Task input ->

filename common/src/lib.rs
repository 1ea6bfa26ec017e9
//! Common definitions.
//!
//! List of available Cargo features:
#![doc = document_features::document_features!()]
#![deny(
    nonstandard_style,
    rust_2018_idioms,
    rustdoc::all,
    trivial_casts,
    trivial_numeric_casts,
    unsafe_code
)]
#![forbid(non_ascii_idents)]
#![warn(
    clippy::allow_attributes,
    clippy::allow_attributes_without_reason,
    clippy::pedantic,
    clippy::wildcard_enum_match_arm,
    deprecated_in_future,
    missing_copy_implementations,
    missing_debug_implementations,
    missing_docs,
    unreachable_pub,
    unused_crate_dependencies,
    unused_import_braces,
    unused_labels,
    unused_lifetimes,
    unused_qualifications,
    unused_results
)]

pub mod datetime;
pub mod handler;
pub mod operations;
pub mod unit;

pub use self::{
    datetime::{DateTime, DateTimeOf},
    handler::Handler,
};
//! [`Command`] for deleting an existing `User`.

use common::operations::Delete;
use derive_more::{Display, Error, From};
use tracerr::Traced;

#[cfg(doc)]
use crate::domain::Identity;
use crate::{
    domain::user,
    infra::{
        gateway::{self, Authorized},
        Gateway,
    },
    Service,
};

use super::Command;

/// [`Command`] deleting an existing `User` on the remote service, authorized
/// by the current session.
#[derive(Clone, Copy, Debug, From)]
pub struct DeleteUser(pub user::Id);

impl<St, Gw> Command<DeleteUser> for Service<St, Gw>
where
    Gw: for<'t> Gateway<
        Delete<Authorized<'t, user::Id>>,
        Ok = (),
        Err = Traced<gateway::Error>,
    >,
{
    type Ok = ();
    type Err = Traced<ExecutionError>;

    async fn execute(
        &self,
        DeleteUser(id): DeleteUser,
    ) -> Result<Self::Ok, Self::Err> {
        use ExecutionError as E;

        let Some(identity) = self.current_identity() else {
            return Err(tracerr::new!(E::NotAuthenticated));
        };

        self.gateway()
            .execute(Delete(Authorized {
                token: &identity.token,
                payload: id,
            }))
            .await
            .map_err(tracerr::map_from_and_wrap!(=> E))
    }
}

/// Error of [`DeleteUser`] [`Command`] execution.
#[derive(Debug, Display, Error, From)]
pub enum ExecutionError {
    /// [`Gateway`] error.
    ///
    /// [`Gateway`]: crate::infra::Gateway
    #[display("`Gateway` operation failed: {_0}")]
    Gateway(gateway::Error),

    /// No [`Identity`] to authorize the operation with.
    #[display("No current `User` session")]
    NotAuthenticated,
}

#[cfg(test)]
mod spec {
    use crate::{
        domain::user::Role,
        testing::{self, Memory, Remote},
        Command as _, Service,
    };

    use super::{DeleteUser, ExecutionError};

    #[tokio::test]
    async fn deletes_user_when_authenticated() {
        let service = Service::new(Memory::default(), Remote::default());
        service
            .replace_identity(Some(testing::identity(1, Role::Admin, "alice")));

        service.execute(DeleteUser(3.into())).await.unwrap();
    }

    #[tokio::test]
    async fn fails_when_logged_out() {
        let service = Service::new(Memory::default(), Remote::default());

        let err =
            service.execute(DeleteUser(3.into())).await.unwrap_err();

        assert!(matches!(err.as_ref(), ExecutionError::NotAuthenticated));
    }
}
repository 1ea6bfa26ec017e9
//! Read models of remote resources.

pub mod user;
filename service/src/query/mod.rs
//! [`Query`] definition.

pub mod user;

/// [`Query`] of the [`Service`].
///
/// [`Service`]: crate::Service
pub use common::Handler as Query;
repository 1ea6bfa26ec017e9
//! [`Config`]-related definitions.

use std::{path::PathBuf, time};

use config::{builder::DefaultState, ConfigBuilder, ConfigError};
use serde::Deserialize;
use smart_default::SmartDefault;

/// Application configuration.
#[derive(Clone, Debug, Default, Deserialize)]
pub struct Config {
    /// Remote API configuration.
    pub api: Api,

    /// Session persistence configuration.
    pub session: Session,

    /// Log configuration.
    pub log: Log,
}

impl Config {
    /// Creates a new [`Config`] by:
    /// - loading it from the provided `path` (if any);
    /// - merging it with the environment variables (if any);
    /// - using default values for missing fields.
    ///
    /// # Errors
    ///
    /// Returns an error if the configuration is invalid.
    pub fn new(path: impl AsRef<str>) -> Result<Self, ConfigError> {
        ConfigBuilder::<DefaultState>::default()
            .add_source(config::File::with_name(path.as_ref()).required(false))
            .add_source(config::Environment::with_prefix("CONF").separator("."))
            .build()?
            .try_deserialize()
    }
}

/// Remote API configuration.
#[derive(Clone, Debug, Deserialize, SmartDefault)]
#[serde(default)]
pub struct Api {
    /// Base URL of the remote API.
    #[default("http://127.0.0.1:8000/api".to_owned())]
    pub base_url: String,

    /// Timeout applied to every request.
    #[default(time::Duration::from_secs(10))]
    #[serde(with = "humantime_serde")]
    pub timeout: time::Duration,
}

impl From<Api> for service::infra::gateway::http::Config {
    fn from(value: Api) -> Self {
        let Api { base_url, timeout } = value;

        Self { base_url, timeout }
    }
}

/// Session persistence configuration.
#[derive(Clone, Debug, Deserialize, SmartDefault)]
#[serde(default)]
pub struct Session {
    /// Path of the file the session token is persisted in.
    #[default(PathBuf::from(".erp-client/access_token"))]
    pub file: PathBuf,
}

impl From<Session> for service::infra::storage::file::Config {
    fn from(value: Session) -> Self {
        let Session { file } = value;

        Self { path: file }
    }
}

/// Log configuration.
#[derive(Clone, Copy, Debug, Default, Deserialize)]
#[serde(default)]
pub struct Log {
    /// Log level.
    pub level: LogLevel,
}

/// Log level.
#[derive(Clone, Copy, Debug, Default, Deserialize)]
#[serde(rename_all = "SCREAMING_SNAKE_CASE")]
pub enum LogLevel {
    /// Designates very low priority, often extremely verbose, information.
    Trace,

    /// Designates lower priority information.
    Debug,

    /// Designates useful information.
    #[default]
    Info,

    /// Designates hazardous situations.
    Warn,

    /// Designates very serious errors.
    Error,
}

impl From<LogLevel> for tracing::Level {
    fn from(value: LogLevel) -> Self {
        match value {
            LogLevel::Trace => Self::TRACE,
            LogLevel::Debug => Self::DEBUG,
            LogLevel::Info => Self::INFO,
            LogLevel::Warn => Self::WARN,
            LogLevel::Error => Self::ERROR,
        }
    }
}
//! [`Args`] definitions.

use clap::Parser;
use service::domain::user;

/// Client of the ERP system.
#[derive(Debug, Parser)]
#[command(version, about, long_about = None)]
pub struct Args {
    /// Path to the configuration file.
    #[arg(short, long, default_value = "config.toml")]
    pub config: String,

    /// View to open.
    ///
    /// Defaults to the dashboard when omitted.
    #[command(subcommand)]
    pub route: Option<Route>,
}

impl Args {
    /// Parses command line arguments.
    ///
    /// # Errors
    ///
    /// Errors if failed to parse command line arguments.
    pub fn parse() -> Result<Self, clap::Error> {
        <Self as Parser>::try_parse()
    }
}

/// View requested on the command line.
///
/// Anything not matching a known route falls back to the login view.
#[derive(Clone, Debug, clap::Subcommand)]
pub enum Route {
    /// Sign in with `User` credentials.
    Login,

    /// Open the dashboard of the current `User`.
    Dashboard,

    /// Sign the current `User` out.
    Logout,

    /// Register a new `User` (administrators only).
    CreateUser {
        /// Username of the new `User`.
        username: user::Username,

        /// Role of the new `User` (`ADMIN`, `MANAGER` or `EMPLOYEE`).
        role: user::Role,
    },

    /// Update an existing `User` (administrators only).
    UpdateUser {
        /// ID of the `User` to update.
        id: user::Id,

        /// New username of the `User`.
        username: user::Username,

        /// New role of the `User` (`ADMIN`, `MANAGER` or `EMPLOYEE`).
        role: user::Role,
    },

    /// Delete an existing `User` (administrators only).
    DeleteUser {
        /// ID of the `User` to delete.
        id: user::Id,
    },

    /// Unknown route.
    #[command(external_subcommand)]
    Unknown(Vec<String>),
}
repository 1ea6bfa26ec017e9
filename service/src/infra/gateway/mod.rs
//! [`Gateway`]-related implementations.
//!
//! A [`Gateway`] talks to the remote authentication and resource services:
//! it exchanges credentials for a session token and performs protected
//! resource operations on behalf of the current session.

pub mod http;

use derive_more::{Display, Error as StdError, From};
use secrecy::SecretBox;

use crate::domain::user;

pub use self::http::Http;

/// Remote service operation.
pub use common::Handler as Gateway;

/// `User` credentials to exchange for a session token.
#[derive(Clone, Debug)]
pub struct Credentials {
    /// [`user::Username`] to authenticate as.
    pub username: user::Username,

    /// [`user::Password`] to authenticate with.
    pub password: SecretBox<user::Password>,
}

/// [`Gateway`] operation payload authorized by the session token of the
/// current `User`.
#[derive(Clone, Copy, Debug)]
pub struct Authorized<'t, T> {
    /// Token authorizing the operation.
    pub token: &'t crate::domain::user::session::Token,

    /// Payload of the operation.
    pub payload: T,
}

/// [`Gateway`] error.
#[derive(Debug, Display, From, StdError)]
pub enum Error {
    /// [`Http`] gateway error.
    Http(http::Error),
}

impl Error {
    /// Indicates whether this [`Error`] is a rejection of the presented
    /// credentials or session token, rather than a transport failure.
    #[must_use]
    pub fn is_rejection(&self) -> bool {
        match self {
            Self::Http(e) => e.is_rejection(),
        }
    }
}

Task to complete -> Scan the data above for the word "execute". Copy every line in which it is found.

Result of the task ->
    async fn execute(
            .execute(Delete(Authorized {
        service.execute(DeleteUser(3.into())).await.unwrap();
            service.execute(DeleteUser(3.into())).await.unwrap_err();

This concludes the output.